Rajoy na votação e eu… numa operação

Mariano Rajoy discursou de forma cirúrgica, precisa. Recebi o texto de investidura do candidato, pouco antes do início da sessão, esta terça-feira, enquanto contava as horas para entrar no bloco operatório. Irónico, não? A votação, o primeiro chumbo de Rajoy numa sessão como esta, coincidiu com a intervenção cirúrgica que me impede estar em Madrid, neste preciso momento. Rendi-me à anestesia, durante algum tempo, Espanha está paralisada há quase um ano. Quando acordei, tudo estava na mesma… à excepção da minha hérnia discal.

“Alguém aqui está a querer convocar os espanhóis às urnas? Outra vez? Para estar na oposição há que ter um Governo ou, então, não há oposição”. Rajoy espicaçou os socialistas. Evitou compressas ou pensos rápidos para tapar as feridas abertas nos últimos meses. Ao contrário do que tinha dito, Mariano aceitou submeter-se a uma votação no Congresso dos Deputados sem garantias, aliás, com uma única garantia: o fracasso.

Antes de subir à tribuna, já todos sabiam o que ia dizer, tal como Pedro Sanchez ou Albert Rivera. O líder do Ciudadanos não se cansa de vestir a bata de especialista, de se “vender” como o melhor cirurgião para devolver a Espanha uma democracia saudável, assente no diálogo e na negociação. Apoiou Pedro Sanchez depois das primeiras eleições, de 20 de dezembro. Uniu-se a Mariano Rajoy após as segundas, a 26 de junho.

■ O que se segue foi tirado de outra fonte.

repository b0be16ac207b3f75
// interp/mod.rs
//
// Pure interpolation math for waypoint paths.
// No dependencies on stores, followers or scenes, just glam.

pub mod linear;
pub mod spline;

use glam::{Mat3, Quat, Vec3};

pub use linear::{heading, step_toward, within_tolerance, LinearStep, FORWARD, UP};
pub use spline::{splerp, SplineSample, TimedSpline};

// ── Interpolation helpers ────────────────────────────────────────────────

/// Where `t` sits between `t0` and `t1`, as a blend factor.
///
/// Not clamped: values outside [t0, t1] extrapolate, which the spline pyramid
/// relies on. A zero-length span yields exactly 0.0.
#[inline]
pub fn lerp_param(t0: f32, t1: f32, t: f32) -> f32 {
    let span = t1 - t0;
    if span == 0.0 {
        0.0
    } else {
        (t - t0) / span
    }
}

/// Linearly interpolate between two values.
#[inline]
pub fn lerp(a: f32, b: f32, t: f32) -> f32 {
    a + (b - a) * t
}

/// Linearly interpolate between two Vec3 values.
#[inline]
pub fn lerp_vec3(a: Vec3, b: Vec3, t: f32) -> Vec3 {
    a + (b - a) * t
}

/// Rotation that maps `FORWARD` onto `forward` and `UP` as close to `up` as
/// the two allow. `None` when `forward` is zero or parallel to `up`.
pub fn look_rotation(forward: Vec3, up: Vec3) -> Option<Quat> {
    let forward = forward.try_normalize()?;
    let right = forward.cross(up).try_normalize()?;
    let up = right.cross(forward);
    Some(Quat::from_mat3(&Mat3::from_cols(right, forward, up)))
}
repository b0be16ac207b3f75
pub mod api;
pub mod core;
pub mod components;
pub mod interp;
pub mod systems;

// Re-export key types at crate root for convenience
pub use api::config::{NavConfig, FollowerConfig, PlannerConfig};
pub use api::error::NavError;
pub use api::traits::{Movable, OcclusionQuery, OpenSky};
pub use api::types::{WaypointId, AgentId, NavEvent};
pub use components::body::Body;
pub use core::scene::Scene;
pub use core::store::{WaypointStore, Edge};
pub use core::time::FixedTimestep;
pub use core::waypoint::{Waypoint, WaypointMeta};
#[cfg(feature = "persistence")]
pub use core::persistence::{WaypointFile, EdgeRecord};

pub use interp::{heading, lerp_param, look_rotation, splerp, step_toward, SplineSample, TimedSpline};
pub use systems::follower::{Follower, FollowState, NavContext, PlanOutcome};
pub use systems::goals::{GoalPolicy, RandomGoal, PatrolGoals};
pub use systems::linear_path::LinearPathController;
pub use systems::navigator::Navigator;
pub use systems::planner::{Planner, Path};
pub use systems::rng::Rng;
pub use systems::spline_path::SplinePathController;
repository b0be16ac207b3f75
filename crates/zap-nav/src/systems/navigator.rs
// systems/navigator.rs
//
// Navigator: owns the followers of every agent and ticks them together
// against one shared waypoint store.
//
// Usage:
//   let mut nav = Navigator::new(config.planner);
//   nav.add(agent_id, Follower::new(start, config.follower));
//   nav.set_goal(agent_id, &store, goal)?;
//   for (agent, err) in nav.tick(dt, &store, &mut scene, Some(&world)) { ... }
//   for (agent, event) in nav.drain_events() { ... }

use std::collections::HashMap;
use crate::api::config::PlannerConfig;
use crate::api::error::NavError;
use crate::api::traits::OcclusionQuery;
use crate::api::types::{AgentId, NavEvent, WaypointId};
use crate::core::scene::Scene;
use crate::core::store::WaypointStore;
use super::follower::{Follower, NavContext, PlanOutcome};
use super::planner::Planner;

#[derive(Default)]
pub struct Navigator {
    planner: Planner,
    followers: HashMap<AgentId, Follower>,
    events: Vec<(AgentId, NavEvent)>,
}

impl Navigator {
    pub fn new(config: PlannerConfig) -> Self {
        Self {
            planner: Planner::new(config),
            followers: HashMap::new(),
            events: Vec::new(),
        }
    }

    pub fn planner(&self) -> &Planner {
        &self.planner
    }

    /// Attach a follower to an agent, replacing any previous one.
    pub fn add(&mut self, agent: AgentId, follower: Follower) -> Option<Follower> {
        self.followers.insert(agent, follower)
    }

    pub fn remove(&mut self, agent: AgentId) -> Option<Follower> {
        self.followers.remove(&agent)
    }

    pub fn get(&self, agent: AgentId) -> Option<&Follower> {
        self.followers.get(&agent)
    }

    pub fn get_mut(&mut self, agent: AgentId) -> Option<&mut Follower> {
        self.followers.get_mut(&agent)
    }

    /// Plan a route for one agent. `None` when the agent has no follower.
    pub fn set_goal(
        &mut self,
        agent: AgentId,
        store: &WaypointStore,
        goal: WaypointId,
    ) -> Result<Option<PlanOutcome>, NavError> {
        let ctx = NavContext::new(store, &self.planner);
        let Some(follower) = self.followers.get_mut(&agent) else {
            return Ok(None);
        };
        let outcome = follower.set_goal(&ctx, goal)?;
        self.events.extend(follower.drain_events().map(|e| (agent, e)));
        Ok(Some(outcome))
    }

    /// Advance every follower by `dt`. Agents whose body left the scene are skipped.
    ///
    /// A failing follower does not stop the others; its error is returned
    /// tagged with its agent, and it retries on the next tick.
    pub fn tick(
        &mut self,
        dt: f32,
        store: &WaypointStore,
        scene: &mut Scene,
        occlusion: Option<&dyn OcclusionQuery>,
    ) -> Vec<(AgentId, NavError)> {
        let ctx = NavContext {
            store,
            planner: &self.planner,
            occlusion,
        };

        let mut agents: Vec<AgentId> = self.followers.keys().copied().collect();
        agents.sort_by_key(|a| a.0);

        let mut errors = Vec::new();
        for agent in agents {
            let (Some(follower), Some(body)) = (self.followers.get_mut(&agent), scene.get_mut(agent)) else {
                continue;
            };
            if let Err(err) = follower.update(dt, &ctx, body) {
                log::warn!("agent {} failed to update: {err}", agent.0);
                errors.push((agent, err));
            }
            self.events.extend(follower.drain_events().map(|e| (agent, e)));
        }
        errors
    }

    /// Drain events from every follower, tagged with their agent.
    pub fn drain_events(&mut self) -> impl Iterator<Item = (AgentId, NavEvent)> + '_ {
        self.events.drain(..)
    }

    pub fn len(&self) -> usize {
        self.followers.len()
    }

    pub fn is_empty(&self) -> bool {
        self.followers.is_empty()
    }

    pub fn clear(&mut self) {
        self.followers.clear();
        self.events.clear();
    }
}
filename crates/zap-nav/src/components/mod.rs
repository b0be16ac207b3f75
pub mod body;
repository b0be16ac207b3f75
// interp/linear.rs
//
// Straight-line motion between two waypoints: heading plus a constant-speed
// step that never overshoots the target.

use glam::Vec3;

/// Axis a mover faces at zero heading.
pub const FORWARD: Vec3 = Vec3::Y;
/// World up; headings rotate about this axis.
pub const UP: Vec3 = Vec3::Z;

/// Heading in radians about `UP` that turns `FORWARD` toward `direction`.
///
/// Computed as the arccos of the dot product with `FORWARD` on the ground
/// plane, negated when `direction` points to the right (+X). `None` when
/// `direction` has no ground-plane component.
pub fn heading(direction: Vec3) -> Option<f32> {
    let flat = Vec3::new(direction.x, direction.y, 0.0).try_normalize()?;
    let angle = flat.dot(FORWARD).clamp(-1.0, 1.0).acos();
    Some(if flat.x > 0.0 { -angle } else { angle })
}

/// Result of one constant-speed step.
#[derive(Debug, Clone, Copy, PartialEq)]
pub struct LinearStep {
    /// Position after the step.
    pub position: Vec3,
    /// Velocity that produced the step (zero once on target).
    pub velocity: Vec3,
    /// Heading toward the target, if it has a ground-plane component.
    pub heading: Option<f32>,
    /// Distance still left to the target.
    pub remaining: f32,
}

/// Move from `current` toward `target` at `speed` for `dt` seconds.
pub fn step_toward(current: Vec3, target: Vec3, speed: f32, dt: f32) -> LinearStep {
    let delta = target - current;
    let distance = delta.length();
    if distance <= f32::EPSILON {
        return LinearStep {
            position: target,
            velocity: Vec3::ZERO,
            heading: None,
            remaining: 0.0,
        };
    }

    let direction = delta / distance;
    let travel = (speed * dt).clamp(0.0, distance);
    LinearStep {
        position: if travel >= distance { target } else { current + direction * travel },
        velocity: direction * speed,
        heading: heading(direction),
        remaining: distance - travel,
    }
}

/// Fuzzy arrival test on the ground plane: |dx| and |dy| both under `tolerance`.
#[inline]
pub fn within_tolerance(a: Vec3, b: Vec3, tolerance: f32) -> bool {
    (a.x - b.x).abs() < tolerance && (a.y - b.y).abs() < tolerance
}
#[cfg(feature = "persistence")]
pub mod persistence;
pub mod scene;
pub mod store;
pub mod time;
pub mod waypoint;
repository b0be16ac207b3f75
use glam::{Quat, Vec3};
use crate::api::traits::Movable;
use crate::api::types::AgentId;

/// Minimal movable object: a transform plus a velocity hint.
/// Hosts with their own scene graph implement `Movable` on their nodes instead.
#[derive(Debug, Clone)]
pub struct Body {
    /// Unique identifier.
    pub id: AgentId,
    /// String tag for finding bodies by name.
    pub tag: String,
    /// Position in world space.
    pub position: Vec3,
    /// Orientation in world space.
    pub orientation: Quat,
    /// Last velocity written by a controller.
    pub velocity: Vec3,
}

impl Body {
    /// Create a new body with the given ID at the origin.
    pub fn new(id: AgentId) -> Self {
        Self {
            id,
            tag: String::new(),
            position: Vec3::ZERO,
            orientation: Quat::IDENTITY,
            velocity: Vec3::ZERO,
        }
    }

    pub fn with_tag(mut self, tag: impl Into<String>) -> Self {
        self.tag = tag.into();
        self
    }

    pub fn with_position(mut self, position: Vec3) -> Self {
        self.position = position;
        self
    }
}

impl Movable for Body {
    fn position(&self) -> Vec3 {
        self.position
    }

    fn set_position(&mut self, position: Vec3) {
        self.position = position;
    }

    fn set_orientation(&mut self, orientation: Quat) {
        self.orientation = orientation;
    }

    fn set_velocity(&mut self, velocity: Vec3) {
        self.velocity = velocity;
    }
}
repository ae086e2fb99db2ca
use std::env;

use anyhow::Context;
use chrono::Utc;
use quizgen::config::GenerationConfig;
use quizgen::db::{make_pool, run_migrations};
use quizgen::generation::controller::RESTART_INTERRUPTED;
use quizgen::generation::{admission, GenerationRepo, ProgressSnapshot};
use quizgen::questions::{PoolStats, QuestionsRepo};
use sqlx::SqlitePool;
use uuid::Uuid;

const USAGE: &str = "quizgenctl <command>\n\
     Commands:\n\
     - status <job_id>\n\
     - active\n\
     - history [n]\n\
     - cancel <job_id|active>\n\
     - preview <count> [area]...\n\
     - pool\n\
     - recover [--all]\n\
     - reset\n\
     \n\
     Uses QUIZGEN_DATABASE_URL or DATABASE_URL.\n";

#[tokio::main]
async fn main() -> anyhow::Result<()> {
    dotenvy::dotenv().ok();
    let args: Vec<String> = env::args().collect();

    if args.len() < 2 {
        eprintln!("{USAGE}");
        std::process::exit(2);
    }

    let cfg = GenerationConfig::from_env()?;

    // preview is pure; no database needed
    if args[1] == "preview" {
        let count: i64 = args
            .get(2)
            .context("usage: quizgenctl preview <count> [area]...")?
            .parse()?;
        // one argument per area; names may contain commas
        let areas: Vec<String> = args[3..].to_vec();
        let areas = (!areas.is_empty()).then_some(areas);
        print_preview(&cfg, count, areas)?;
        return Ok(());
    }

    let url = env::var("QUIZGEN_DATABASE_URL")
        .or_else(|_| env::var("DATABASE_URL"))
        .context("QUIZGEN_DATABASE_URL or DATABASE_URL must be set")?;
    let pool = make_pool(&url, 2).await?;
    run_migrations(&pool).await?;
    let jobs = GenerationRepo::new(pool.clone());

    match args[1].as_str() {
        "status" => {
            let job_id: Uuid = args
                .get(2)
                .context("usage: quizgenctl status <job_id>")?
                .parse()?;
            match jobs.get_snapshot(job_id).await? {
                Some(s) => print_snapshot(&s),
                None => {
                    eprintln!("job {job_id} not found");
                    std::process::exit(1);
                }
            }
        }
        "active" => match jobs.active_snapshot().await? {
            Some(s) => print_snapshot(&s),
            None => println!("no active job"),
        },
        "history" => {
            let n: i64 = args.get(2).and_then(|s| s.parse().ok()).unwrap_or(10);
            for s in jobs.history(n).await? {
                print_row(&s);
            }
        }
        "cancel" => {
            let target = args.get(2).context("usage: quizgenctl cancel <job_id|active>")?;
            let job_id = if target == "active" {
                jobs.active_job_id().await?.context("no active job")?
            } else {
                target.parse()?
            };
            let status = jobs.request_cancel(job_id).await?;
            println!("cancel requested for {job_id}: status={status}");
        }
        "pool" => print_pool(&pool, &cfg).await?,
        "recover" => {
            // --all also takes jobs whose runner may still be alive
            let stale_before = if args.get(2).map(String::as_str) == Some("--all") {
                Utc::now()
            } else {
                Utc::now() - chrono::Duration::from_std(cfg.orphan_after)?
            };
            let counts = jobs
                .finalize_orphaned(RESTART_INTERRUPTED, stale_before)
                .await?;
            println!(
                "recovered: failed={} cancelled={}",
                counts.failed, counts.cancelled
            );
        }
        "reset" => reset(&pool).await?,
        other => {
            eprintln!("Unknown command: {other}");
            std::process::exit(2);
        }
    }

    Ok(())
}

fn print_snapshot(s: &ProgressSnapshot) {
    let p = &s.progress;
    println!("job        {}", s.job.id);
    println!("status     {}", s.status());
    println!(
        "progress   {}/{} generated, {} duplicates, {} errors",
        p.total_generated, s.job.requested_count, p.total_duplicates, p.total_errors
    );
    println!("area       {}", p.current_area.as_deref().unwrap_or("-"));
    println!("cost       ${:.2}", p.estimated_cost);
    println!("created    {}", s.job.created_at);
    if let Some(t) = s.job.started_at {
        println!("started    {t}");
    }
    if let Some(t) = s.job.completed_at {
        println!("completed  {t}");
    }
    if let Some(msg) = &s.job.error_message {
        println!("error      {msg}");
    }
    println!("elapsed    {}s", s.elapsed_seconds(Utc::now()));
    for a in &s.areas {
        println!("  {:<44} {:>3}/{:<3} {}", a.area, a.done, a.target, a.status);
    }
}

fn print_row(s: &ProgressSnapshot) {
    println!(
        "{} | {:<10} | {:>3}/{:<3} | dup={} err={} | ${:.2} | {}",
        s.job.id,
        s.status(),
        s.progress.total_generated,
        s.job.requested_count,
        s.progress.total_duplicates,
        s.progress.total_errors,
        s.progress.estimated_cost,
        s.job.created_at.format("%Y-%m-%d %H:%M:%S")
    );
}

fn print_preview(cfg: &GenerationConfig, count: i64, areas: Option<Vec<String>>) -> anyhow::Result<()> {
    let count = admission::validate_count(count)?;
    let areas = admission::resolve_areas(areas, &cfg.weights)?;
    for alloc in cfg.weights.distribute(count, &areas) {
        println!("{:<40} w={:.2} quota={}", alloc.area, alloc.weight, alloc.quota);
    }
    let est = cfg.cost.estimate(count);
    println!(
        "cost: ${:.2} with dedup, ${:.2} without",
        est.with_dedup, est.without_dedup
    );
    Ok(())
}

async fn print_pool(pool: &SqlitePool, cfg: &GenerationConfig) -> anyhow::Result<()> {
    let counts = QuestionsRepo::new(pool.clone()).counts_by_area().await?;
    let stats = PoolStats::from_counts(&counts, &cfg.weights);
    println!(
        "pool: {} questions, health={:?}",
        stats.total_questions, stats.health
    );
    for a in stats.areas {
        println!(
            "{:<40} {:>5}/{:<5} {:>3}%",
            a.area, a.count, a.target, a.progress_pct
        );
    }
    Ok(())
}

async fn reset(pool: &SqlitePool) -> anyhow::Result<()> {
    let mut tx = pool.begin().await?;
    for table in [
        "questions",
        "generation_area_progress",
        "generation_progress",
        "generation_jobs",
    ] {
        sqlx::query(&format!("DELETE FROM {table}"))
            .execute(&mut *tx)
            .await?;
    }
    tx.commit().await?;

    println!("reset OK");
    Ok(())
}
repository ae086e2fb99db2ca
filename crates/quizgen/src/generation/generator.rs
use async_trait::async_trait;
use reqwest::StatusCode;
use serde::{Deserialize, Serialize};

use crate::error::GeneratorError;

/// What the controller asks the generator for: one candidate question.
#[derive(Debug, Clone, Serialize)]
pub struct GenerationTarget {
    pub content_area: String,
    pub difficulty_min: Option<i64>,
    pub skip_dedup: bool,
    /// Recent question stems the candidate should not repeat.
    pub avoid: Vec<String>,
}

#[derive(Debug, Clone, PartialEq, Serialize, Deserialize)]
pub struct GeneratedQuestion {
    pub question: String,
    pub options: serde_json::Value,
    pub correct_answer: String,
    pub explanation: String,
    #[serde(default = "default_question_type", rename = "type")]
    pub question_type: String,
    #[serde(default)]
    pub difficulty: Option<i64>,
    #[serde(default)]
    pub model: Option<String>,
}

fn default_question_type() -> String {
    "multiple_choice".to_string()
}

#[derive(Debug, Clone, PartialEq)]
pub struct Candidate {
    pub question: GeneratedQuestion,
    /// Highest similarity against the existing pool, in [0, 1].
    pub similarity: f64,
}

/// The external content generator. Implementations must be cancel-safe in
/// the sense that dropping the future leaves nothing half-written.
#[async_trait]
pub trait QuestionGenerator: Send + Sync {
    async fn generate(&self, target: &GenerationTarget) -> Result<Candidate, GeneratorError>;
}

#[derive(Debug, Deserialize)]
struct GenerateResponse {
    question: GeneratedQuestion,
    #[serde(default)]
    similarity: f64,
}

/// Proxies generation to the LLM-backed generator service over HTTP.
#[derive(Clone)]
pub struct HttpQuestionGenerator {
    client: reqwest::Client,
    endpoint: String,
}

impl HttpQuestionGenerator {
    pub fn new(base_url: &str) -> anyhow::Result<Self> {
        let client = reqwest::Client::builder()
            .user_agent(concat!("quizgen/", env!("CARGO_PKG_VERSION")))
            .build()?;
        Ok(Self {
            client,
            endpoint: format!("{}/generate", base_url.trim_end_matches('/')),
        })
    }
}

#[async_trait]
impl QuestionGenerator for HttpQuestionGenerator {
    async fn generate(&self, target: &GenerationTarget) -> Result<Candidate, GeneratorError> {
        let res = self
            .client
            .post(&self.endpoint)
            .json(target)
            .send()
            .await
            .map_err(classify_transport_error)?;

        let status = res.status();
        if !status.is_success() {
            let body = res.text().await.unwrap_or_default();
            return Err(classify_status(status, &body));
        }

        let body: GenerateResponse = res
            .json()
            .await
            .map_err(|e| GeneratorError::Item(format!("malformed generator response: {e}")))?;

        Ok(Candidate {
            question: body.question,
            similarity: body.similarity.clamp(0.0, 1.0),
        })
    }
}

fn classify_transport_error(e: reqwest::Error) -> GeneratorError {
    if e.is_connect() {
        GeneratorError::Fatal(format!("cannot reach generator: {e}"))
    } else {
        GeneratorError::Item(e.to_string())
    }
}

fn classify_status(status: StatusCode, body: &str) -> GeneratorError {
    let snippet: String = body.chars().take(200).collect();
    match status {
        StatusCode::BAD_GATEWAY | StatusCode::SERVICE_UNAVAILABLE | StatusCode::UNAUTHORIZED => {
            GeneratorError::Fatal(format!("generator returned {status}: {snippet}"))
        }
        StatusCode::GATEWAY_TIMEOUT | StatusCode::REQUEST_TIMEOUT => {
            GeneratorError::Item(format!("generator timed out upstream ({status})"))
        }
        _ => GeneratorError::Item(format!("generator returned {status}: {snippet}")),
    }
}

Pablo Iglesias saiu de cena, mas “anda por aí”, promete regressar depois deste primeiro fracasso de Rajoy, para tentar erguer uma alternativa à esquerda. Quanto aos socialistas, não há receitas novas ou milagrosas. Pedro Sanchez não sai do “No es no”. Sabe que voltava a fracassar e, sendo assim, assegura que não vai tentar, outra vez, formar Governo.

Ora, se pensa assim, por que razão não se abstém e permite a alta clínica a uma Espanha internada, há quase oito meses e meio, num marasmo político, legislativo, institucional? O líder do PP, Presidente em funções, precisa de seis deputados para a maioria absoluta. Conseguiu somar, aos 137 que ganhou, os 32 lugares do Ciudadanos e o apoio da Coalición Canaria, mas 170 não é o mesmo que 176.

Sem ouvir os barões do partido que, entretanto, se calaram e só devem voltar a fazer-se ouvir depois das eleições autonómicas na Galiza e no País Basco, a 25 de setembro, Sanchez quer ver Rajoy cair. Pedro Sanchez foi o primeiro candidato a fracassar numa sessão de investidura, em toda a história da democracia espanhola. Depois desta sexta-feira, 2 de setembro, continua a ser o primeiro, mas deixa de ser o único. Tal como o PP não apoiou os socialistas em março, o PSOE também não vai facilitar a vida, não vai ser a bomba de oxigénio, dos populares.

O problema de Espanha, da ingovernabilidade não está na falta de diálogo ou consenso, mas na luta entre dois homens, que teimam continuar agarrados ao poder, aos lugares de liderança, aos escândalos de corrupção ou aos piores resultados eleitorais de sempre para o partido que dirigem. Algo me diz que, quando o período de dois meses estiver quase a expirar (antes de nova dissolução das cortes, a 31 de outubro), o PSOE vai abster-se. O ónus de terceiras eleições é demasiado alto para uma formação política que governou Espanha e arrisca ter ainda menos do que os 85 atuais deputados.

É mais fácil extirpar (espero) uma volumosa e exuberante hérnia discal, que me impede o sossego e massacra há meses, do que extrair a ambição e o desejo de poder a um Homem. Só quando a dor se torna insuportável, e nos trava o caminho, optamos pela solução de entregar o nosso destino a outros. Eu escrevo este texto a horas de confiar no meu neurocirurgião. Sanchez e Rajoy, decerto, acreditam que os Espanhóis ainda não sofreram o suficiente.